One thing to note, image based lighting is going to make any minor smoothing error that may not show up in Max with a basic shader much more pronounced.
Nice and flat:
A couple renders. Let me know how I can present it better if you see something off
Keep rocking!
And I only had to rebake like 10 times
Having a tough time wrapping my head around PBR using a metalness workflow, so this'll take a while.
I've been reading up on PBR, and I'm developing the asset for UE4, so I need to use a metalness workflow. I feel like I have a good understanding of how the different maps work. So basically, albedo is both your spec and diffuse. Metalness controls how metal-like a surface is and should usually be either black or white. For metallic surfaces, the specularity is derived from the albedo map, and the diffuse is locked to black. For non-metallic surfaces, the diffuse is derived from the albedo map, and the specular is locked at .o4. As usualy, gloss just controls the width of the specular highlight. Correct me if I'm wrong on any of that.
However, when I use an albedo map in Marmoset, it still gives me an option to set the color? I thought the diffuse color was derived from the actual map. and not constant? Not sure what's going on there.
Anyways, I've been trying to reproduce this plastic surface:
From what I understand, the metalness value should obviously be at 0. The diffuse should just be the color, so a darkish grey. It should be relatively rough, so a lower gloss value, giving it a wide highlight. However, with a low gloass value, and a diffuse color of almost black, the plastic looks grey:
So I thought that maybe my gloss is too low, and the highlight is just making the whole gun look brighter than it really is, so I made it a little glossier. That only made it look really reflective, which it should not.
I can't seem to find many resources on metalness workflows. I'll just keep playing with it. I'd love some help though.
https://docs.unrealengine.com/latest/INT/Engine/Rendering/Materials/PhysicallyBased/index.html
http://www.marmoset.co/toolbag/learn/pbr-practice
http://www.marmoset.co/toolbag/learn/pbr-theory
With pbr you can use colors really close to black, I think one of these charts lists acrylic paint, that should be close to the albedo value you want.

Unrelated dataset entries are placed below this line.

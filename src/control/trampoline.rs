//! Iterative tail recursion by rebinding arguments.
//!
//! [`trampoline`] turns a single step function into a function that loops
//! until the step declares it is done. On every iteration the step receives a
//! [`Continuation`] handle and the current arguments. It asks for another
//! round by recording new arguments on the handle and returning
//! [`Bounce::Pending`]; it finishes by returning [`Bounce::Done`].
//!
//! Updating the arguments and declaring termination are separate signals, so
//! one callback body can express a whole iterative recursion.
//!
//! # Examples
//!
//! ```rust
//! use lambdascript::control::{Bounce, trampoline};
//!
//! let fibonacci = trampoline(|next, &(n, a, b): &(u32, u64, u64)| {
//!     if n == 0 {
//!         Bounce::Done(a)
//!     } else {
//!         next.again((n - 1, b, a + b))
//!     }
//! });
//!
//! assert_eq!(fibonacci((6, 0, 1)), 8);
//! assert_eq!(fibonacci((90, 0, 1)), 2_880_067_194_370_816_120);
//! ```

/// Result of one trampoline step.
#[derive(Clone, Copy, Debug, PartialEq, Eq, Hash)]
pub enum Bounce<T> {
    /// Not done yet: run the step again.
    Pending,
    /// Finished with the final value.
    Done(T),
}

impl<T> Bounce<T> {
    /// Returns `true` for [`Bounce::Pending`].
    #[inline]
    pub const fn is_pending(&self) -> bool {
        matches!(self, Self::Pending)
    }
}

/// Handle a step uses to request the arguments of the next round.
///
/// The handle belongs to a single call of a trampolined function; the slot
/// is replaced, never merged, on each request.
#[derive(Debug)]
pub struct Continuation<A> {
    next: Option<A>,
}

impl<A> Continuation<A> {
    const fn new() -> Self {
        Self { next: None }
    }

    /// Records the arguments for the next round. The last request wins.
    #[inline]
    pub fn with(&mut self, arguments: A) {
        self.next = Some(arguments);
    }

    /// Records the arguments for the next round and returns
    /// [`Bounce::Pending`].
    #[inline]
    pub fn again<T>(&mut self, arguments: A) -> Bounce<T> {
        self.with(arguments);
        Bounce::Pending
    }
}

/// Wraps `callback` into a function looping until the callback is done.
///
/// The returned function owns one argument slot per call, so it can be
/// called repeatedly, and even reentrantly from inside another callback,
/// without calls sharing state. If the first invocation already returns
/// [`Bounce::Done`] the value is returned immediately. Returning
/// [`Bounce::Pending`] without recording new arguments repeats the round with
/// the same arguments; a callback that never finishes never returns.
pub fn trampoline<A, T, F>(callback: F) -> impl Fn(A) -> T
where
    F: Fn(&mut Continuation<A>, &A) -> Bounce<T>,
{
    move |arguments| {
        let mut current = arguments;
        let mut continuation = Continuation::new();
        let mut rounds: usize = 1;
        loop {
            match callback(&mut continuation, &current) {
                Bounce::Done(value) => {
                    tracing::trace!(target: "lambdascript::control", rounds, "trampoline finished");
                    return value;
                }
                Bounce::Pending => {
                    if let Some(next) = continuation.next.take() {
                        current = next;
                    }
                    rounds += 1;
                }
            }
        }
    }
}

/// Short alias of [`trampoline`].
#[inline]
pub fn toc<A, T, F>(callback: F) -> impl Fn(A) -> T
where
    F: Fn(&mut Continuation<A>, &A) -> Bounce<T>,
{
    trampoline(callback)
}

#[cfg(test)]
mod tests {
    use super::*;
    use rstest::rstest;
    use std::cell::Cell;

    #[rstest]
    fn test_first_round_done_skips_continuation() {
        let requests = Cell::new(0);
        let identity = trampoline(|next: &mut Continuation<i32>, &value: &i32| {
            if value < 0 {
                requests.set(requests.get() + 1);
                next.again(-value)
            } else {
                Bounce::Done(value)
            }
        });

        assert_eq!(identity(7), 7);
        assert_eq!(requests.get(), 0);
    }

    #[rstest]
    fn test_last_request_wins() {
        let run = trampoline(|next: &mut Continuation<u32>, &value: &u32| {
            if value == 0 {
                next.with(100);
                next.with(1);
                Bounce::Pending
            } else {
                Bounce::Done(value)
            }
        });

        assert_eq!(run(0), 1);
    }

    #[rstest]
    fn test_pending_without_request_repeats_arguments() {
        let rounds = Cell::new(0);
        let run = trampoline(|_: &mut Continuation<&str>, &label: &&str| {
            rounds.set(rounds.get() + 1);
            if rounds.get() < 3 {
                Bounce::Pending
            } else {
                Bounce::Done(label.len())
            }
        });

        assert_eq!(run("same"), 4);
        assert_eq!(rounds.get(), 3);
    }

    #[rstest]
    fn test_independent_calls() {
        let sum_to = toc(|next, &(n, accumulator): &(u64, u64)| {
            if n == 0 {
                Bounce::Done(accumulator)
            } else {
                next.again((n - 1, accumulator + n))
            }
        });

        assert_eq!(sum_to((10, 0)), 55);
        assert_eq!(sum_to((100, 0)), 5050);
        assert_eq!(sum_to((1_000_000, 0)), 500_000_500_000);
    }
}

Also remember to try different different preset sky's in marmoset and different background colors. Colors are relative to each other, dark gray looks blacker on whiter backgrounds, and lighter on darker backgrounds.
I'm thinking it just overrides the specular color? I'm leaving it at white for now, since that's what it was at by default.
The effect for the polymer grip on this knife I recently made is more pronounced than the plastic on your UMP, but I hope this gives you a good starting point to play around with.
I first used some generic noise I generated in PS, then I passed it through a normal map filter. I then used the combine normals script for PS (just don't forget to use a mask lol.)
Then I generated some maps from it. I plugged the cavity map into the gloss, and multiplied it a bit. After that I left the albedo pretty much devoid of the noise because that seemed to ruin the effect. The metalness was pretty much just a mask, I didn't really bother much with it. The scuffs and scratches weren't in the normal map, they were really just blacked out in both the gloss and albedo, which seemed to get the job done.
Here's the maps.
Good luck!
I'm trying to make the metal for the bolt emulate this:
I think it's getting there.
EDIT:
If anyone knows how to switch camera views in Marmoset, I'd love to know. Just selecting it in the hierarchy doesn't work. Thanks.
Textures are getting there, but I'd appreciate any crit:
Dickbutt sticker is a joke. Probably won't be in the final.